Quello che hai provato nel 2013 credi possa essere simile a ciò che ha spinto Jorge Lorenzo a smettere?

“La benzina di tutto nel nostro sport è un mix di passione e divertimento, e quando questa viene a mancare è difficile trovare anche solo la voglia di fare la valigia, specie per un pilota della MotoGP che deve affrontare 19 o 20 gare l’anno. Lorenzo è un po’ un caso particolare però, dato che dopo il ritiro è tornato subito in pista come tester Yamaha: non è stata certo una falsa il ritiro, ma la voglia di guidare gli è rimasta”.

Qual è invece la tua opinione su Rossi? Credi continuerà nel 2021?

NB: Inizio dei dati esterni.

//! Invitation repository for database operations.

use chrono::{DateTime, Utc};
use domain::models::NewNotification;
use domain::services::renewal::plan_renewal_notifications;
use sqlx::PgPool;
use tracing::debug;
use uuid::Uuid;

use crate::entities::{InvitationEntity, InvitationStatusDb, UserRoleDb};
use crate::metrics::QueryTimer;
use crate::repositories::user::admin_ids;

/// Result of a renewal request that matched an invitation.
#[derive(Debug, Clone)]
pub struct RenewalRequestOutcome {
    pub invitation: InvitationEntity,
    pub notifications_created: usize,
}

/// Account details for completing a signup from an invitation.
#[derive(Debug, Clone)]
pub struct InvitationSignup<'a> {
    pub invitation_id: Uuid,
    pub email: &'a str,
    pub password_hash: &'a str,
    pub display_name: Option<&'a str>,
    pub role: UserRoleDb,
    /// When set, a player row is created under this coach for the new user.
    pub player: Option<(Uuid, &'a str)>,
}

/// Result of a signup attempt.
#[derive(Debug, Clone, PartialEq, Eq)]
pub enum SignupOutcome {
    Created {
        user_id: Uuid,
        player_id: Option<Uuid>,
    },
    /// The invitation was accepted, cancelled, renewed or expired concurrently.
    NoLongerOpen,
}

const INVITATION_COLUMNS: &str =
    "id, email, token, status, invited_by, role, created_at, expires_at";

/// Repository for invitation-related database operations.
#[derive(Clone)]
pub struct InvitationRepository {
    pool: PgPool,
}

impl InvitationRepository {
    /// Creates a new InvitationRepository with the given connection pool.
    pub fn new(pool: PgPool) -> Self {
        Self { pool }
    }

    /// Create a new invitation in `pending` status.
    pub async fn create(
        &self,
        email: &str,
        token: &str,
        role: &str,
        invited_by: Uuid,
        created_at: DateTime<Utc>,
        expires_at: DateTime<Utc>,
    ) -> Result<InvitationEntity, sqlx::Error> {
        let timer = QueryTimer::new("create_invitation");
        let result = sqlx::query_as::<_, InvitationEntity>(&format!(
            r#"
            INSERT INTO invitations (email, token, status, invited_by, role, created_at, expires_at)
            VALUES ($1, $2, 'pending', $3, $4, $5, $6)
            RETURNING {INVITATION_COLUMNS}
            "#
        ))
        .bind(email)
        .bind(token)
        .bind(invited_by)
        .bind(role)
        .bind(created_at)
        .bind(expires_at)
        .fetch_one(&self.pool)
        .await;
        timer.record(&result);
        result
    }

    /// Find invitation by exact token match.
    pub async fn find_by_token(&self, token: &str) -> Result<Option<InvitationEntity>, sqlx::Error> {
        let timer = QueryTimer::new("find_invitation_by_token");
        let result = sqlx::query_as::<_, InvitationEntity>(&format!(
            "SELECT {INVITATION_COLUMNS} FROM invitations WHERE token = $1"
        ))
        .bind(token)
        .fetch_optional(&self.pool)
        .await;
        timer.record(&result);
        result
    }

    /// List invitations sent by one inviter, newest first.
    pub async fn list_by_inviter(
        &self,
        invited_by: Uuid,
    ) -> Result<Vec<InvitationEntity>, sqlx::Error> {
        let timer = QueryTimer::new("list_invitations_by_inviter");
        let result = sqlx::query_as::<_, InvitationEntity>(&format!(
            r#"
            SELECT {INVITATION_COLUMNS}
            FROM invitations
            WHERE invited_by = $1
            ORDER BY created_at DESC
            "#
        ))
        .bind(invited_by)
        .fetch_all(&self.pool)
        .await;
        timer.record(&result);
        result
    }

    /// Marks the invitation `renew_requested` and fans out notifications to
    /// the inviter and every current admin, in one transaction.
    ///
    /// Returns `None` when no invitation has this token; nothing is written then.
    pub async fn request_renewal(
        &self,
        token: &str,
        now: DateTime<Utc>,
    ) -> Result<Option<RenewalRequestOutcome>, sqlx::Error> {
        let timer = QueryTimer::new("request_invitation_renewal");
        let result = self.fan_out_renewal(token, now).await;
        timer.record(&result);

        if let Ok(Some(outcome)) = &result {
            debug!(
                invitation_id = %outcome.invitation.id,
                recipients = outcome.notifications_created,
                "Renewal request fanned out"
            );
        }
        result
    }

    async fn fan_out_renewal(
        &self,
        token: &str,
        now: DateTime<Utc>,
    ) -> Result<Option<RenewalRequestOutcome>, sqlx::Error> {
        let mut tx = self.pool.begin().await?;

        let invitation = sqlx::query_as::<_, InvitationEntity>(&format!(
            r#"
            UPDATE invitations
            SET status = 'renew_requested'
            WHERE token = $1
            RETURNING {INVITATION_COLUMNS}
            "#
        ))
        .bind(token)
        .fetch_optional(&mut *tx)
        .await?;

        let Some(invitation) = invitation else {
            return Ok(None);
        };

        let admins = admin_ids(&mut *tx).await?;
        let plan = plan_renewal_notifications(
            invitation.id,
            &invitation.email,
            invitation.invited_by,
            &admins,
        );

        for notification in &plan {
            insert_notification(&mut tx, notification, now).await?;
        }

        tx.commit().await?;

        Ok(Some(RenewalRequestOutcome {
            invitation,
            notifications_created: plan.len(),
        }))
    }

    /// Reissues the token and expiry and resets status to `pending`.
    pub async fn approve_renewal(
        &self,
        id: Uuid,
        new_token: &str,
        expires_at: DateTime<Utc>,
    ) -> Result<Option<InvitationEntity>, sqlx::Error> {
        let timer = QueryTimer::new("approve_invitation_renewal");
        let result = sqlx::query_as::<_, InvitationEntity>(&format!(
            r#"
            UPDATE invitations
            SET token = $2, expires_at = $3, status = 'pending'
            WHERE id = $1
            RETURNING {INVITATION_COLUMNS}
            "#
        ))
        .bind(id)
        .bind(new_token)
        .bind(expires_at)
        .fetch_optional(&self.pool)
        .await;
        timer.record(&result);
        result
    }

    /// Sets the stored status. Returns the number of rows affected.
    pub async fn set_status(&self, id: Uuid, status: InvitationStatusDb) -> Result<u64, sqlx::Error> {
        let timer = QueryTimer::new("set_invitation_status");
        let result = sqlx::query("UPDATE invitations SET status = $2 WHERE id = $1")
            .bind(id)
            .bind(status)
            .execute(&self.pool)
            .await
            .map(|done| done.rows_affected());
        timer.record(&result);
        result
    }

    /// Check if token exists.
    pub async fn token_exists(&self, token: &str) -> Result<bool, sqlx::Error> {
        let timer = QueryTimer::new("check_invitation_token_exists");
        let result = sqlx::query_scalar::<_, bool>(
            "SELECT EXISTS(SELECT 1 FROM invitations WHERE token = $1)",
        )
        .bind(token)
        .fetch_one(&self.pool)
        .await;
        timer.record(&result);
        result
    }

    /// Generate unique invitation token by retrying if collision.
    pub async fn generate_unique_token<F>(&self, generator: F) -> Result<String, sqlx::Error>
    where
        F: Fn() -> String,
    {
        let mut token = generator();
        let mut attempts = 0;

        while self.token_exists(&token).await? {
            token = generator();
            attempts += 1;
            if attempts > 10 {
                return Err(sqlx::Error::Protocol(
                    "Could not generate unique invitation token".to_string(),
                ));
            }
        }

        Ok(token)
    }

    /// Creates the invitee's account and marks the invitation accepted, atomically.
    ///
    /// The invitation must still be open and unexpired at `now` when the
    /// transaction runs.
    pub async fn complete_signup(
        &self,
        signup: InvitationSignup<'_>,
        now: DateTime<Utc>,
    ) -> Result<SignupOutcome, sqlx::Error> {
        let timer = QueryTimer::new("complete_invitation_signup");
        let result = self.claim_and_register(signup, now).await;
        timer.record(&result);
        result
    }

    async fn claim_and_register(
        &self,
        signup: InvitationSignup<'_>,
        now: DateTime<Utc>,
    ) -> Result<SignupOutcome, sqlx::Error> {
        let mut tx = self.pool.begin().await?;

        let claimed = sqlx::query(
            r#"
            UPDATE invitations
            SET status = 'accepted'
            WHERE id = $1
              AND status IN ('pending', 'sent')
              AND expires_at >= $2
            "#,
        )
        .bind(signup.invitation_id)
        .bind(now)
        .execute(&mut *tx)
        .await?;

        if claimed.rows_affected() == 0 {
            return Ok(SignupOutcome::NoLongerOpen);
        }

        let user_id: Uuid = sqlx::query_scalar(
            r#"
            INSERT INTO users (email, password_hash, display_name, role, created_at, updated_at)
            VALUES ($1, $2, $3, $4, $5, $5)
            RETURNING id
            "#,
        )
        .bind(signup.email)
        .bind(signup.password_hash)
        .bind(signup.display_name)
        .bind(signup.role)
        .bind(now)
        .fetch_one(&mut *tx)
        .await?;

        let player_id = match signup.player {
            Some((coach_id, player_name)) => Some(
                sqlx::query_scalar::<_, Uuid>(
                    r#"
                    INSERT INTO players (coach_id, user_id, player_name, created_at, updated_at)
                    VALUES ($1, $2, $3, $4, $4)
                    RETURNING id
                    "#,
                )
                .bind(coach_id)
                .bind(user_id)
                .bind(player_name)
                .bind(now)
                .fetch_one(&mut *tx)
                .await?,
            ),
            None => None,
        };

        tx.commit().await?;

        Ok(SignupOutcome::Created { user_id, player_id })
    }
}

async fn insert_notification(
    tx: &mut sqlx::Transaction<'_, sqlx::Postgres>,
    notification: &NewNotification,
    created_at: DateTime<Utc>,
) -> Result<(), sqlx::Error> {
    sqlx::query(
        r#"
        INSERT INTO notifications (type, message, recipient_user_id, related_invitation_id, created_at)
        VALUES ($1, $2, $3, $4, $5)
        "#,
    )
    .bind(notification.kind.as_str())
    .bind(&notification.message)
    .bind(notification.recipient_user_id)
    .bind(notification.related_invitation_id)
    .bind(created_at)
    .execute(&mut **tx)
    .await?;
    Ok(())
}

“Personalmente spero corra altri dieci anni, dato che con il suo abbandono l’interesse verso la disciplina potrebbe diminuire, almeno in Italia, un po’ come è stato per lo sci con Tomba o per il ciclismo con Pantani. Una stagione con meno gare come quella attuale potrebbe essere un aiuto per lui, dato che deve confrontarsi con piloti che hanno la metà dei suoi anni”.

Tornando a Roccoli, ti sarebbe piaciuto approcciarti al mondo delle moto in questo periodo? O credi fosse meglio negli anni precedenti?

“Direi che sono contento così. Probabilmente oggi non sarei riuscito ad arrivare dove sono arrivato con le risorse economiche che aveva al tempo la mia famiglia, mentre vent’anni fa c’era la possibilità di ottenere dei risultati anche con pochi mezzi. Correre in moto è sempre costato tanto, e la tendenza non accenna a diminuire”.

Ora potrai vedere la situazione anche con gli occhi del team manager, grazie al tuo neonato team Roc’n’Dea

“Esatto, anche se non abbiamo iniziato nel momento migliore (ride ndr). Io ed Alex speriamo di aiutare i nostri giovani piloti sotto tutti gli aspetti: certamente il nostro plus è quello di poterci allenare in pista con i nostri piloti, cosa che gli altri team manager non possono fare”.